Garcia navigue allègrement dans le corpus des auteurs qu’il analyse et critique. Il garde une hauteur de vue, reste serein dans sa critique. On se tromperait en pensant qu’il s’agit d’un pamphlet. Il ne refuse d’ailleurs pas toute pertinence aux penseurs de la déconstruction. Garcia est explicite à cet égard dans le post-scriptum d’une entrevue qu’il a accordée : « Ayant été moi-même biberonné à Foucault, Deleuze, Guattari et consorts, il me paraîtrait absurde de décréter que leur pensée est inconsistante ou inintéressante. Il ne s’agit donc pas d’un jeu de massacre, orchestré depuis une posture de pureté théorique. Par contre, que certaines de leurs perspectives soient, avec le recul, éminemment critiquables, et plus encore en ce qui concerne leurs émules plus ou moins médiatiques, est un autre problème. C’est celui du livre. » Pour lui, les auteurs postmodernes ont à tout le moins eu le mérite de « prendre en compte des oppressions autres qu'économiques » (G., p. 183).

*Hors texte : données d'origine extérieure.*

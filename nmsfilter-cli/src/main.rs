use clap::Parser;
use nmsfilter::{Detection, PostProcessConfig, PostProcessor, Rect};
use serde::{Deserialize, Serialize};
use std::fs;
use std::path::PathBuf;
use tracing_subscriber::EnvFilter;

const SCHEMA_JSON: &str = include_str!(concat!(env!("CARGO_MANIFEST_DIR"), "/config.schema.json"));
const EXAMPLE_JSON: &str =
    include_str!(concat!(env!("CARGO_MANIFEST_DIR"), "/config.example.json"));

#[derive(Parser, Debug)]
#[command(author, version, about = "nmsfilter CLI (JSON config driven)")]
struct Cli {
    /// Path to the JSON configuration file.
    #[arg(short, long, value_name = "FILE", default_value = "config.json")]
    config: PathBuf,
    /// Print the JSON schema and exit.
    #[arg(long)]
    print_schema: bool,
    /// Print an example config and exit.
    #[arg(long)]
    print_example: bool,
    /// Enable tracing output for each filtering stage.
    #[arg(long)]
    trace: bool,
}

#[derive(Debug, Deserialize)]
#[serde(default, deny_unknown_fields)]
struct FilterConfigJson {
    score_threshold: f32,
    iou_threshold: f32,
    class_aware: bool,
    max_detections: Option<usize>,
    parallel: bool,
}

impl Default for FilterConfigJson {
    fn default() -> Self {
        let cfg = PostProcessConfig::default();
        Self {
            score_threshold: cfg.score_threshold,
            iou_threshold: cfg.iou_threshold,
            class_aware: cfg.class_aware,
            max_detections: cfg.max_detections,
            parallel: cfg.parallel,
        }
    }
}

impl From<FilterConfigJson> for PostProcessConfig {
    fn from(value: FilterConfigJson) -> Self {
        Self {
            score_threshold: value.score_threshold,
            iou_threshold: value.iou_threshold,
            class_aware: value.class_aware,
            max_detections: value.max_detections,
            parallel: value.parallel,
        }
    }
}

#[derive(Debug, Default, Deserialize)]
#[serde(default, deny_unknown_fields)]
struct Config {
    input_path: String,
    output_path: Option<String>,
    filter: FilterConfigJson,
}

#[derive(Debug, Deserialize, Serialize)]
struct DetectionRecord {
    x1: f32,
    y1: f32,
    x2: f32,
    y2: f32,
    score: f32,
    #[serde(default)]
    class_id: usize,
}

impl From<DetectionRecord> for Detection {
    fn from(value: DetectionRecord) -> Self {
        Detection::from_rect(
            Rect::new(value.x1, value.y1, value.x2, value.y2),
            value.score,
            value.class_id,
        )
    }
}

impl From<Detection> for DetectionRecord {
    fn from(value: Detection) -> Self {
        Self {
            x1: value.rect.x1,
            y1: value.rect.y1,
            x2: value.rect.x2,
            y2: value.rect.y2,
            score: value.score,
            class_id: value.class_id,
        }
    }
}

#[derive(Debug, Serialize)]
struct Output {
    input_count: usize,
    kept_count: usize,
    kept: Vec<DetectionRecord>,
}

fn main() -> Result<(), Box<dyn std::error::Error>> {
    let cli = Cli::parse();

    if cli.trace {
        tracing_subscriber::fmt()
            .with_env_filter(
                EnvFilter::from_default_env().add_directive("nmsfilter=debug".parse()?),
            )
            .with_target(false)
            .init();
    }

    if cli.print_schema {
        println!("{SCHEMA_JSON}");
        return Ok(());
    }
    if cli.print_example {
        println!("{EXAMPLE_JSON}");
        return Ok(());
    }

    let config_text = fs::read_to_string(&cli.config)?;
    let config: Config = serde_json::from_str(&config_text)?;
    if config.input_path.is_empty() {
        return Err("input_path must be set in the config".into());
    }

    let input_text = fs::read_to_string(&config.input_path)?;
    let records: Vec<DetectionRecord> = serde_json::from_str(&input_text)?;
    let detections: Vec<Detection> = records.into_iter().map(Detection::from).collect();

    // Decoding is not used here, so the class count and input size are inert.
    let processor = PostProcessor::new(1, (1, 1)).with_config(config.filter.into());
    let kept = processor.filter(&detections)?;

    let output = Output {
        input_count: detections.len(),
        kept_count: kept.len(),
        kept: kept.into_iter().map(DetectionRecord::from).collect(),
    };
    let json = serde_json::to_string_pretty(&output)?;

    match config.output_path {
        Some(path) => fs::write(path, json)?,
        None => println!("{json}"),
    }

    Ok(())
}
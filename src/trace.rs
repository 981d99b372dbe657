//! Conditional tracing macros (zero-cost when feature disabled).
//!
//! This module provides macros that emit tracing spans and events when the
//! `tracing` feature is enabled, and compile to nothing when disabled.

/// Create a debug-level span around one filtering stage.
///
/// When the `tracing` feature is enabled, this creates a `tracing::debug_span!`.
/// When disabled, it compiles to a no-op that returns a dummy guard.
#[cfg(feature = "tracing")]
macro_rules! trace_span {
    ($name:expr $(, $($field:tt)*)?) => {
        tracing::debug_span!($name $(, $($field)*)?)
    };
}

#[cfg(not(feature = "tracing"))]
macro_rules! trace_span {
    ($name:expr $(, $($field:tt)*)?) => {
        $crate::trace::NoopSpan
    };
}

/// Emit a debug-level event with stage counts.
///
/// When disabled, values are evaluated but discarded to avoid unused warnings.
#[cfg(feature = "tracing")]
macro_rules! trace_event {
    ($name:expr, $($key:ident = $value:expr),+ $(,)?) => {
        tracing::debug!(name: $name, $($key = $value),+)
    };
    ($name:expr) => {
        tracing::debug!(name: $name)
    };
}

#[cfg(not(feature = "tracing"))]
macro_rules! trace_event {
    ($name:expr, $($key:ident = $value:expr),+ $(,)?) => {
        let _ = ($($value,)+);
    };
    ($name:expr) => {};
}

pub(crate) use trace_event;
pub(crate) use trace_span;

/// A no-op span guard used when tracing is disabled.
///
/// Lets `let _guard = trace_span!(...).entered();` compile without
/// conditional code at call sites.
#[cfg(not(feature = "tracing"))]
pub struct NoopSpan;

#[cfg(not(feature = "tracing"))]
impl NoopSpan {
    /// Returns self, mimicking `Span::entered()`.
    #[inline]
    pub fn entered(self) -> Self {
        self
    }
}
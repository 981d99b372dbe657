//! Shared utility helpers.

pub mod error;

pub use error::{NmsError, NmsResult};
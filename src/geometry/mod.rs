//! Axis-aligned rectangles and the IoU overlap metric.
//!
//! Coordinates are corner form `(x1, y1, x2, y2)` in pixel space. Rectangles
//! with `x2 < x1` or `y2 < y1` are accepted and treated as having zero extent
//! along the inverted axis, so they contribute no area to any overlap.

/// Axis-aligned rectangle in corner form.
#[derive(Clone, Copy, Debug, Default, PartialEq)]
pub struct Rect {
    /// Left edge.
    pub x1: f32,
    /// Top edge.
    pub y1: f32,
    /// Right edge.
    pub x2: f32,
    /// Bottom edge.
    pub y2: f32,
}

impl Rect {
    /// Creates a rectangle from its corners.
    pub const fn new(x1: f32, y1: f32, x2: f32, y2: f32) -> Self {
        Self { x1, y1, x2, y2 }
    }

    /// Creates a rectangle from a centre point and full width/height.
    pub fn from_center(cx: f32, cy: f32, width: f32, height: f32) -> Self {
        let half_w = width / 2.0;
        let half_h = height / 2.0;
        Self::new(cx - half_w, cy - half_h, cx + half_w, cy + half_h)
    }

    /// Returns the width, clamped to zero for inverted rectangles.
    pub fn width(&self) -> f32 {
        (self.x2 - self.x1).max(0.0)
    }

    /// Returns the height, clamped to zero for inverted rectangles.
    pub fn height(&self) -> f32 {
        (self.y2 - self.y1).max(0.0)
    }

    /// Returns the area using clamped extents.
    pub fn area(&self) -> f32 {
        self.width() * self.height()
    }

    /// Returns the area shared with `other`, zero when disjoint.
    pub fn intersection_area(&self, other: &Rect) -> f32 {
        let ix1 = self.x1.max(other.x1);
        let iy1 = self.y1.max(other.y1);
        let ix2 = self.x2.min(other.x2);
        let iy2 = self.y2.min(other.y2);
        (ix2 - ix1).max(0.0) * (iy2 - iy1).max(0.0)
    }

    /// Returns a copy with x scaled by `sx` and y scaled by `sy`.
    pub fn scaled(&self, sx: f32, sy: f32) -> Self {
        Self::new(self.x1 * sx, self.y1 * sy, self.x2 * sx, self.y2 * sy)
    }
}

/// Intersection-over-union of two rectangles.
///
/// Returns a value in `[0, 1]`. When the union has no positive area (both
/// rectangles degenerate, or a coordinate is NaN) the result is `0.0`.
#[allow(clippy::neg_cmp_op_on_partial_ord)]
pub fn overlap(a: &Rect, b: &Rect) -> f32 {
    let intersection = a.intersection_area(b);
    let union = a.area() + b.area() - intersection;
    // Negated form so a NaN union (e.g. infinite * zero extent) maps to 0.
    if !(union > 0.0) {
        return 0.0;
    }
    intersection / union
}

Nous sommes donc en présence de quelqu’un qui juge en connaissance de cause.

Garcia amorce sa réflexion à partir d’un étonnement : l’omniprésence des vocables « déconstruire » et « déconstruction » dans l’espace médiatique et critique, qui remplace « d'autres termes en désuétude accélérée, tels que ‘’analyser’’, ‘’réfuter’’, ‘’démystifier’’›, ou simplement ‘’critiquer’’ » (G., p. 7).  Je n’ai pour ma part jamais aimé les mots « déconstruire » et « déconstruction ». J’ai toujours trouvé qu’en faire usage était signe d’arrogance, qu’ils suintaient la supériorité morale. Car prétendre qu’on peut « déconstruire » la pensée de tel ou tel, c’est se poser au-dessus de lui, c’est prétendre en savoir plus que lui sur lui-même, prétendre « manifester une lucidité supérieure ».

Garcia entend poser dans son livre un diagnostic. « Peut-on rendre raison d'un tel glissement de vocabulaire, qui témoigne également d'un glissement dans la manière de juger la réalité ? Si nous le traitons comme un symptôme, vers quelle maladie de la critique peut-il nous faire remonter ? La prolifération du terme [i.e. déconstruction], et son emprise sur les modes d’expression, sont-ils sans recours ? » (G., p. 10)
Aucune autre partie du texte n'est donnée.